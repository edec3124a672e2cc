use backend::{Gadget, Module, Poly, Torus};
use sampling::Source;

use crate::{
    Infos,
    tfhe::{GgswCiphertext, GgswFourier, GlweCiphertext, GlweSecret, LweCiphertext, LweSecret},
};

/// TRGSW encryptions of the fine LWE secret under the mid TRLWE secret.
#[derive(Clone, Debug, PartialEq)]
pub struct BlindRotationKey {
    pub(crate) keys: Vec<GgswFourier>,
    pub(crate) n_glwe: usize,
}

/// Test polynomial with every coefficient equal to mu: blind rotation then
/// yields `+mu` in the constant coefficient for phases in [0, 1/2) and
/// `-mu` otherwise.
pub fn constant_test_vector(n: usize, mu: u32) -> Poly<u32> {
    Poly::from_coeffs(vec![mu; n])
}

impl BlindRotationKey {
    pub fn generate(
        module: &Module,
        sk_lwe: &LweSecret,
        sk_glwe: &GlweSecret,
        gadget: Gadget,
        source_xa: &mut Source,
        source_xe: &mut Source,
        sigma: f64,
    ) -> Self {
        #[cfg(debug_assertions)]
        {
            assert_eq!(module.n(), sk_glwe.n());
        }
        let keys: Vec<GgswFourier> = sk_lwe
            .data
            .iter()
            .map(|s| GgswCiphertext::encrypt_sk(*s, sk_glwe, gadget, source_xa, source_xe, sigma).prepare(module))
            .collect();
        tracing::debug!(
            n_lwe = keys.len(),
            n_glwe = sk_glwe.n(),
            rows = gadget.rows,
            "blind rotation key"
        );
        Self {
            keys,
            n_glwe: sk_glwe.n(),
        }
    }

    /// Dimension of the LWE ciphertexts this key rotates by.
    pub fn n_lwe(&self) -> usize {
        self.keys.len()
    }

    pub fn n_glwe(&self) -> usize {
        self.n_glwe
    }

    /// TRLWE of `X^{-phase} * tv`, the phase being rounded to Z_{2N}.
    pub fn blind_rotate(&self, module: &Module, lwe: &LweCiphertext<u32>, tv: &Poly<u32>) -> GlweCiphertext<u32> {
        #[cfg(debug_assertions)]
        {
            assert_eq!(lwe.n(), self.n_lwe());
            assert_eq!(tv.n(), self.n_glwe);
        }
        let two_n: usize = 2 * self.n_glwe;

        let b: i64 = lwe.b().mod_switch_2n(two_n) as i64;
        let mut rotated: Poly<u32> = Poly::alloc(self.n_glwe);
        tv.mul_xai(-b, &mut rotated);
        let mut acc: GlweCiphertext<u32> = GlweCiphertext::trivial(rotated);

        let mut tmp: GlweCiphertext<u32> = GlweCiphertext::alloc(self.n_glwe);
        lwe.a().iter().zip(self.keys.iter()).for_each(|(a, key)| {
            let a: i64 = a.mod_switch_2n(two_n) as i64;
            if a == 0 {
                return;
            }
            acc.mul_xai_minus_one(-a, &mut tmp);
            acc.add_inplace(&key.external_product(module, &tmp));
        });
        acc
    }

    /// Blind rotation followed by extraction of the constant coefficient.
    pub fn bootstrap(&self, module: &Module, lwe: &LweCiphertext<u32>, tv: &Poly<u32>) -> LweCiphertext<u32> {
        self.blind_rotate(module, lwe, tv).sample_extract(0)
    }

    /// Mid level LWE of `+mu` if the phase of `lwe` is in [0, 1/2), `-mu`
    /// otherwise.
    pub fn gate_bootstrap(&self, module: &Module, lwe: &LweCiphertext<u32>, mu: u32) -> LweCiphertext<u32> {
        self.bootstrap(module, lwe, &constant_test_vector(self.n_glwe, mu))
    }
}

|---|

Activity: Word for word, repeat the records above.

Answer box:
repository edec3124a672e2cc
use backend::{Gadget, Module, Poly, Torus};
use sampling::Source;

use crate::{
    Infos,
    tfhe::{GgswCiphertext, GgswFourier, GlweCiphertext, GlweSecret, LweCiphertext, LweSecret},
};

/// TRGSW encryptions of the fine LWE secret under the mid TRLWE secret.
#[derive(Clone, Debug, PartialEq)]
pub struct BlindRotationKey {
    pub(crate) keys: Vec<GgswFourier>,
    pub(crate) n_glwe: usize,
}

/// Test polynomial with every coefficient equal to mu: blind rotation then
/// yields `+mu` in the constant coefficient for phases in [0, 1/2) and
/// `-mu` otherwise.
pub fn constant_test_vector(n: usize, mu: u32) -> Poly<u32> {
    Poly::from_coeffs(vec![mu; n])
}

impl BlindRotationKey {
    pub fn generate(
        module: &Module,
        sk_lwe: &LweSecret,
        sk_glwe: &GlweSecret,
        gadget: Gadget,
        source_xa: &mut Source,
        source_xe: &mut Source,
        sigma: f64,
    ) -> Self {
        #[cfg(debug_assertions)]
        {
            assert_eq!(module.n(), sk_glwe.n());
        }
        let keys: Vec<GgswFourier> = sk_lwe
            .data
            .iter()
            .map(|s| GgswCiphertext::encrypt_sk(*s, sk_glwe, gadget, source_xa, source_xe, sigma).prepare(module))
            .collect();
        tracing::debug!(
            n_lwe = keys.len(),
            n_glwe = sk_glwe.n(),
            rows = gadget.rows,
            "blind rotation key"
        );
        Self {
            keys,
            n_glwe: sk_glwe.n(),
        }
    }

    /// Dimension of the LWE ciphertexts this key rotates by.
    pub fn n_lwe(&self) -> usize {
        self.keys.len()
    }

    pub fn n_glwe(&self) -> usize {
        self.n_glwe
    }

    /// TRLWE of `X^{-phase} * tv`, the phase being rounded to Z_{2N}.
    pub fn blind_rotate(&self, module: &Module, lwe: &LweCiphertext<u32>, tv: &Poly<u32>) -> GlweCiphertext<u32> {
        #[cfg(debug_assertions)]
        {
            assert_eq!(lwe.n(), self.n_lwe());
            assert_eq!(tv.n(), self.n_glwe);
        }
        let two_n: usize = 2 * self.n_glwe;

        let b: i64 = lwe.b().mod_switch_2n(two_n) as i64;
        let mut rotated: Poly<u32> = Poly::alloc(self.n_glwe);
        tv.mul_xai(-b, &mut rotated);
        let mut acc: GlweCiphertext<u32> = GlweCiphertext::trivial(rotated);

        let mut tmp: GlweCiphertext<u32> = GlweCiphertext::alloc(self.n_glwe);
        lwe.a().iter().zip(self.keys.iter()).for_each(|(a, key)| {
            let a: i64 = a.mod_switch_2n(two_n) as i64;
            if a == 0 {
                return;
            }
            acc.mul_xai_minus_one(-a, &mut tmp);
            acc.add_inplace(&key.external_product(module, &tmp));
        });
        acc
    }

    /// Blind rotation followed by extraction of the constant coefficient.
    pub fn bootstrap(&self, module: &Module, lwe: &LweCiphertext<u32>, tv: &Poly<u32>) -> LweCiphertext<u32> {
        self.blind_rotate(module, lwe, tv).sample_extract(0)
    }

    /// Mid level LWE of `+mu` if the phase of `lwe` is in [0, 1/2), `-mu`
    /// otherwise.
    pub fn gate_bootstrap(&self, module: &Module, lwe: &LweCiphertext<u32>, mu: u32) -> LweCiphertext<u32> {
        self.bootstrap(module, lwe, &constant_test_vector(self.n_glwe, mu))
    }
}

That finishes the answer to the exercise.